TO DO
What you return must be the lines of the data that hold the word "Population".

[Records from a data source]
--------------------------------
use std::fmt::Display;
use std::path::Path;

use serde::Serialize;

use crate::store::StoreError;

/// Rows shown in the preview.
pub const HEAD_ROWS: usize = 10;

#[derive(Debug, Clone, Copy, PartialEq, Eq, Serialize)]
#[serde(rename_all = "snake_case")]
pub enum ColumnType {
    Integer,
    Float,
    Text,
}

impl ColumnType {
    /// Narrowest type every non-empty value parses as. An all-empty column is `Float`.
    pub fn infer<'a>(values: impl Iterator<Item = &'a str>) -> ColumnType {
        let mut kind = ColumnType::Integer;
        let mut seen_any = false;
        for value in values.map(str::trim).filter(|v| !v.is_empty()) {
            seen_any = true;
            if kind == ColumnType::Integer && value.parse::<i64>().is_err() {
                kind = ColumnType::Float;
            }
            if kind == ColumnType::Float && value.parse::<f64>().is_err() {
                return ColumnType::Text;
            }
        }
        if seen_any { kind } else { ColumnType::Float }
    }
}

impl Display for ColumnType {
    fn fmt(&self, f: &mut std::fmt::Formatter<'_>) -> std::fmt::Result {
        match self {
            ColumnType::Integer => write!(f, "integer"),
            ColumnType::Float => write!(f, "float"),
            ColumnType::Text => write!(f, "text"),
        }
    }
}

#[derive(Debug, Clone, PartialEq, Eq, Serialize)]
pub struct ColumnSummary {
    pub name: String,
    pub nulls: usize,
    pub kind: ColumnType,
}

fn cell(row: &[String], i: usize) -> &str {
    row.get(i).map(String::as_str).unwrap_or("")
}

/// Shape, preview and per-column diagnostics of a CSV table.
#[derive(Debug, Clone, PartialEq, Eq, Serialize)]
pub struct DatasetSummary {
    pub rows: usize,
    pub columns: Vec<ColumnSummary>,
    pub head: Vec<Vec<String>>,
}

impl DatasetSummary {
    pub fn from_csv(path: &Path) -> Result<Self, StoreError> {
        let mut reader = csv::Reader::from_path(path)?;
        let headers: Vec<String> = reader.headers()?.iter().map(String::from).collect();
        let rows = reader
            .records()
            .map(|r| r.map(|rec| rec.iter().map(String::from).collect::<Vec<_>>()))
            .collect::<Result<Vec<_>, _>>()?;
        Ok(Self::from_rows(headers, rows))
    }

    pub fn from_rows(headers: Vec<String>, rows: Vec<Vec<String>>) -> Self {
        let columns = headers
            .into_iter()
            .enumerate()
            .map(|(i, name)| ColumnSummary {
                name,
                nulls: rows.iter().filter(|r| cell(r, i).trim().is_empty()).count(),
                kind: ColumnType::infer(rows.iter().map(|r| cell(r, i))),
            })
            .collect();

        Self {
            rows: rows.len(),
            head: rows.into_iter().take(HEAD_ROWS).collect(),
            columns,
        }
    }

    /// Number of cells, rows times columns.
    pub fn size(&self) -> usize {
        self.rows * self.columns.len()
    }
}

impl Display for DatasetSummary {
    fn fmt(&self, f: &mut std::fmt::Formatter<'_>) -> std::fmt::Result {
        writeln!(f, "First {} records:", self.head.len().min(HEAD_ROWS))?;
        let names: Vec<&str> = self.columns.iter().map(|c| c.name.as_str()).collect();
        writeln!(f, "  {}", names.join(" | "))?;
        for (i, row) in self.head.iter().enumerate() {
            writeln!(f, "{:>3}. {}", i, row.join(" | "))?;
        }

        writeln!(f, "\nSize of the dataset (cells): {}", self.size())?;
        writeln!(
            f,
            "Dimensions of the dataset (rows, columns): ({}, {})",
            self.rows,
            self.columns.len()
        )?;

        let width = self.columns.iter().map(|c| c.name.len()).max().unwrap_or(0);
        writeln!(f, "\nMissing data in each column:")?;
        for column in &self.columns {
            writeln!(f, "  {:<width$}  {}", column.name, column.nulls)?;
        }
        writeln!(f, "\nData types of each column:")?;
        for column in &self.columns {
            writeln!(f, "  {:<width$}  {}", column.name, column.kind)?;
        }
        Ok(())
    }
}

#[cfg(test)]
mod tests {
    use super::*;
    use std::fs;

    #[test]
    fn test_infer_column_types() {
        assert_eq!(
            ColumnType::infer(["1", "2", "", "-7"].into_iter()),
            ColumnType::Integer
        );
        assert_eq!(
            ColumnType::infer(["1", "2.5", ""].into_iter()),
            ColumnType::Float
        );
        assert_eq!(
            ColumnType::infer(["1.5", "n/a"].into_iter()),
            ColumnType::Text
        );
        assert_eq!(ColumnType::infer(["", " "].into_iter()), ColumnType::Float);
    }

    #[test]
    fn test_summary_from_csv() {
        let dir = tempfile::tempdir().unwrap();
        let path = dir.path().join("data.csv");
        let mut body = String::from("Country,Population,Note\n");
        for i in 0..12 {
            body.push_str(&format!("Country {i},{i}.5,\n"));
        }
        body.push_str("Tuvalu,,tiny\n");
        fs::write(&path, body).unwrap();

        let summary = DatasetSummary::from_csv(&path).expect("Failed to summarize");

        assert_eq!(summary.rows, 13);
        assert_eq!(summary.size(), 39);
        assert_eq!(summary.head.len(), HEAD_ROWS);
        assert_eq!(summary.head[0], vec!["Country 0", "0.5", ""]);
        assert_eq!(
            summary.columns,
            vec![
                ColumnSummary {
                    name: "Country".into(),
                    nulls: 0,
                    kind: ColumnType::Text
                },
                ColumnSummary {
                    name: "Population".into(),
                    nulls: 1,
                    kind: ColumnType::Float
                },
                ColumnSummary {
                    name: "Note".into(),
                    nulls: 12,
                    kind: ColumnType::Text
                },
            ]
        );

        let rendered = summary.to_string();
        assert!(rendered.contains("Dimensions of the dataset (rows, columns): (13, 3)"));
        assert!(rendered.contains("Missing data in each column:"));
    }

    #[test]
    fn test_summary_of_missing_file_fails() {
        assert!(DatasetSummary::from_csv(Path::new("/nonexistent/popreport.csv")).is_err());
    }
}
--------------------------------
WRITTEN RESPONSE
        let mut body = String::from("Country,Population,Note\n");
                    name: "Population".into(),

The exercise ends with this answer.